RECORDS SUPPLIED.
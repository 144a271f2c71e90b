use serde::Serialize;

use crate::domain::customer::Customer;
use crate::pagination::Paginated;

#[derive(Debug, Serialize)]
pub struct CustomersPageData {
    pub customers: Paginated<Customer>,
    pub search_query: Option<String>,
}

/// Outcome of a CSV upload.
#[derive(Debug, Clone, PartialEq, Eq, Serialize)]
pub struct ImportReport {
    pub import_batch: String,
    pub imported: usize,
    /// Rows without a first name plus duplicates.
    pub skipped: usize,
}
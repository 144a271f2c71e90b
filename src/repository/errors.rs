//! Repository error type and mapping from Diesel/r2d2 failures.

use diesel::r2d2::{Error as R2D2Error, PoolError};
use diesel::result::{DatabaseErrorKind, Error as DieselError};
use thiserror::Error;

#[derive(Debug, Error)]
pub enum RepositoryError {
    #[error("Entity not found")]
    NotFound,

    #[error("Database error: {0}")]
    DatabaseError(String),

    #[error("Validation error: {0}")]
    ValidationError(String),

    #[error("Connection error: {0}")]
    ConnectionError(String),

    #[error("Constraint violation: {0}")]
    ConstraintViolation(String),

    #[error("Unexpected error: {0}")]
    Unexpected(String),
}

pub type RepositoryResult<T> = Result<T, RepositoryError>;

impl RepositoryError {
    /// True for unique/foreign key style failures the user can fix by changing input.
    pub fn is_constraint_violation(&self) -> bool {
        matches!(self, RepositoryError::ConstraintViolation(_))
    }
}

fn constraint_label(kind: &DatabaseErrorKind) -> Option<&'static str> {
    match kind {
        DatabaseErrorKind::UniqueViolation => Some("Unique"),
        DatabaseErrorKind::ForeignKeyViolation => Some("Foreign key"),
        DatabaseErrorKind::NotNullViolation => Some("Not null"),
        DatabaseErrorKind::CheckViolation => Some("Check"),
        _ => None,
    }
}

impl From<DieselError> for RepositoryError {
    fn from(err: DieselError) -> Self {
        match err {
            DieselError::NotFound => RepositoryError::NotFound,
            DieselError::DatabaseError(kind, info) => {
                let message = info.message().to_string();
                match constraint_label(&kind) {
                    Some(label) => RepositoryError::ConstraintViolation(format!(
                        "{label} constraint violation: {message}"
                    )),
                    None => RepositoryError::DatabaseError(message),
                }
            }
            DieselError::SerializationError(e) => {
                RepositoryError::ValidationError(format!("Serialization error: {e}"))
            }
            DieselError::DeserializationError(e) => {
                RepositoryError::ValidationError(format!("Deserialization error: {e}"))
            }
            DieselError::QueryBuilderError(e) => {
                RepositoryError::ValidationError(format!("Query builder error: {e}"))
            }
            DieselError::RollbackTransaction
            | DieselError::AlreadyInTransaction
            | DieselError::NotInTransaction
            | DieselError::BrokenTransactionManager => {
                RepositoryError::DatabaseError(format!("Transaction error: {err}"))
            }
            other => RepositoryError::Unexpected(format!("Unexpected diesel error: {other}")),
        }
    }
}

impl From<R2D2Error> for RepositoryError {
    fn from(err: R2D2Error) -> Self {
        RepositoryError::ConnectionError(err.to_string())
    }
}

impl From<PoolError> for RepositoryError {
    fn from(err: PoolError) -> Self {
        RepositoryError::ConnectionError(err.to_string())
    }
}

#[cfg(test)]
mod tests {
    use super::*;

    #[test]
    fn not_found_maps_directly() {
        assert!(matches!(
            RepositoryError::from(DieselError::NotFound),
            RepositoryError::NotFound
        ));
    }

    #[test]
    fn transaction_errors_are_database_errors() {
        let err = RepositoryError::from(DieselError::RollbackTransaction);
        assert!(matches!(err, RepositoryError::DatabaseError(_)));
        assert!(!err.is_constraint_violation());
    }
}
//! Sends browsers without a valid session to the login page.

use std::future::{Future, Ready, ready};
use std::pin::Pin;

use actix_web::body::EitherBody;
use actix_web::dev::{Service, ServiceRequest, ServiceResponse, Transform, forward_ready};
use actix_web::http::{StatusCode, header};
use actix_web::{Error, HttpResponse};

pub const LOGIN_PATH: &str = "/login";

/// Rewrites `401 Unauthorized` responses into `303 See Other` to [`LOGIN_PATH`].
#[derive(Clone, Copy, Debug, Default)]
pub struct RedirectUnauthorized;

impl<S, B> Transform<S, ServiceRequest> for RedirectUnauthorized
where
    S: Service<ServiceRequest, Response = ServiceResponse<B>, Error = Error> + 'static,
    B: 'static,
{
    type Response = ServiceResponse<EitherBody<B>>;
    type Error = Error;
    type Transform = RedirectUnauthorizedMiddleware<S>;
    type InitError = ();
    type Future = Ready<Result<Self::Transform, Self::InitError>>;

    fn new_transform(&self, service: S) -> Self::Future {
        ready(Ok(RedirectUnauthorizedMiddleware { service }))
    }
}

pub struct RedirectUnauthorizedMiddleware<S> {
    service: S,
}

impl<S, B> Service<ServiceRequest> for RedirectUnauthorizedMiddleware<S>
where
    S: Service<ServiceRequest, Response = ServiceResponse<B>, Error = Error> + 'static,
    B: 'static,
{
    type Response = ServiceResponse<EitherBody<B>>;
    type Error = Error;
    type Future = Pin<Box<dyn Future<Output = Result<Self::Response, Self::Error>>>>;

    forward_ready!(service);

    fn call(&self, req: ServiceRequest) -> Self::Future {
        let fut = self.service.call(req);

        Box::pin(async move {
            let res = fut.await?;
            if res.status() != StatusCode::UNAUTHORIZED {
                return Ok(res.map_into_left_body());
            }

            let (req, _) = res.into_parts();
            let response = HttpResponse::SeeOther()
                .insert_header((header::LOCATION, LOGIN_PATH))
                .finish()
                .map_into_right_body();
            Ok(ServiceResponse::new(req, response))
        })
    }
}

EXERCISE AIM.
Retype every line of the data above exactly.

EXERCISE ANSWER.
repository 144a271f2c71e90b
use serde::Serialize;

use crate::domain::customer::Customer;
use crate::pagination::Paginated;

#[derive(Debug, Serialize)]
pub struct CustomersPageData {
    pub customers: Paginated<Customer>,
    pub search_query: Option<String>,
}

/// Outcome of a CSV upload.
#[derive(Debug, Clone, PartialEq, Eq, Serialize)]
pub struct ImportReport {
    pub import_batch: String,
    pub imported: usize,
    /// Rows without a first name plus duplicates.
    pub skipped: usize,
}
repository 144a271f2c71e90b
filename src/repository/errors.rs
//! Repository error type and mapping from Diesel/r2d2 failures.

use diesel::r2d2::{Error as R2D2Error, PoolError};
use diesel::result::{DatabaseErrorKind, Error as DieselError};
use thiserror::Error;

#[derive(Debug, Error)]
pub enum RepositoryError {
    #[error("Entity not found")]
    NotFound,

    #[error("Database error: {0}")]
    DatabaseError(String),

    #[error("Validation error: {0}")]
    ValidationError(String),

    #[error("Connection error: {0}")]
    ConnectionError(String),

    #[error("Constraint violation: {0}")]
    ConstraintViolation(String),

    #[error("Unexpected error: {0}")]
    Unexpected(String),
}

pub type RepositoryResult<T> = Result<T, RepositoryError>;

impl RepositoryError {
    /// True for unique/foreign key style failures the user can fix by changing input.
    pub fn is_constraint_violation(&self) -> bool {
        matches!(self, RepositoryError::ConstraintViolation(_))
    }
}

fn constraint_label(kind: &DatabaseErrorKind) -> Option<&'static str> {
    match kind {
        DatabaseErrorKind::UniqueViolation => Some("Unique"),
        DatabaseErrorKind::ForeignKeyViolation => Some("Foreign key"),
        DatabaseErrorKind::NotNullViolation => Some("Not null"),
        DatabaseErrorKind::CheckViolation => Some("Check"),
        _ => None,
    }
}

impl From<DieselError> for RepositoryError {
    fn from(err: DieselError) -> Self {
        match err {
            DieselError::NotFound => RepositoryError::NotFound,
            DieselError::DatabaseError(kind, info) => {
                let message = info.message().to_string();
                match constraint_label(&kind) {
                    Some(label) => RepositoryError::ConstraintViolation(format!(
                        "{label} constraint violation: {message}"
                    )),
                    None => RepositoryError::DatabaseError(message),
                }
            }
            DieselError::SerializationError(e) => {
                RepositoryError::ValidationError(format!("Serialization error: {e}"))
            }
            DieselError::DeserializationError(e) => {
                RepositoryError::ValidationError(format!("Deserialization error: {e}"))
            }
            DieselError::QueryBuilderError(e) => {
                RepositoryError::ValidationError(format!("Query builder error: {e}"))
            }
            DieselError::RollbackTransaction
            | DieselError::AlreadyInTransaction
            | DieselError::NotInTransaction
            | DieselError::BrokenTransactionManager => {
                RepositoryError::DatabaseError(format!("Transaction error: {err}"))
            }
            other => RepositoryError::Unexpected(format!("Unexpected diesel error: {other}")),
        }
    }
}

impl From<R2D2Error> for RepositoryError {
    fn from(err: R2D2Error) -> Self {
        RepositoryError::ConnectionError(err.to_string())
    }
}

impl From<PoolError> for RepositoryError {
    fn from(err: PoolError) -> Self {
        RepositoryError::ConnectionError(err.to_string())
    }
}

#[cfg(test)]
mod tests {
    use super::*;

    #[test]
    fn not_found_maps_directly() {
        assert!(matches!(
            RepositoryError::from(DieselError::NotFound),
            RepositoryError::NotFound
        ));
    }

    #[test]
    fn transaction_errors_are_database_errors() {
        let err = RepositoryError::from(DieselError::RollbackTransaction);
        assert!(matches!(err, RepositoryError::DatabaseError(_)));
        assert!(!err.is_constraint_violation());
    }
}
//! Sends browsers without a valid session to the login page.

use std::future::{Future, Ready, ready};
use std::pin::Pin;

use actix_web::body::EitherBody;
use actix_web::dev::{Service, ServiceRequest, ServiceResponse, Transform, forward_ready};
use actix_web::http::{StatusCode, header};
use actix_web::{Error, HttpResponse};

pub const LOGIN_PATH: &str = "/login";

/// Rewrites `401 Unauthorized` responses into `303 See Other` to [`LOGIN_PATH`].
#[derive(Clone, Copy, Debug, Default)]
pub struct RedirectUnauthorized;

impl<S, B> Transform<S, ServiceRequest> for RedirectUnauthorized
where
    S: Service<ServiceRequest, Response = ServiceResponse<B>, Error = Error> + 'static,
    B: 'static,
{
    type Response = ServiceResponse<EitherBody<B>>;
    type Error = Error;
    type Transform = RedirectUnauthorizedMiddleware<S>;
    type InitError = ();
    type Future = Ready<Result<Self::Transform, Self::InitError>>;

    fn new_transform(&self, service: S) -> Self::Future {
        ready(Ok(RedirectUnauthorizedMiddleware { service }))
    }
}

pub struct RedirectUnauthorizedMiddleware<S> {
    service: S,
}

impl<S, B> Service<ServiceRequest> for RedirectUnauthorizedMiddleware<S>
where
    S: Service<ServiceRequest, Response = ServiceResponse<B>, Error = Error> + 'static,
    B: 'static,
{
    type Response = ServiceResponse<EitherBody<B>>;
    type Error = Error;
    type Future = Pin<Box<dyn Future<Output = Result<Self::Response, Self::Error>>>>;

    forward_ready!(service);

    fn call(&self, req: ServiceRequest) -> Self::Future {
        let fut = self.service.call(req);

        Box::pin(async move {
            let res = fut.await?;
            if res.status() != StatusCode::UNAUTHORIZED {
                return Ok(res.map_into_left_body());
            }

            let (req, _) = res.into_parts();
            let response = HttpResponse::SeeOther()
                .insert_header((header::LOCATION, LOGIN_PATH))
                .finish()
                .map_into_right_body();
            Ok(ServiceResponse::new(req, response))
        })
    }
}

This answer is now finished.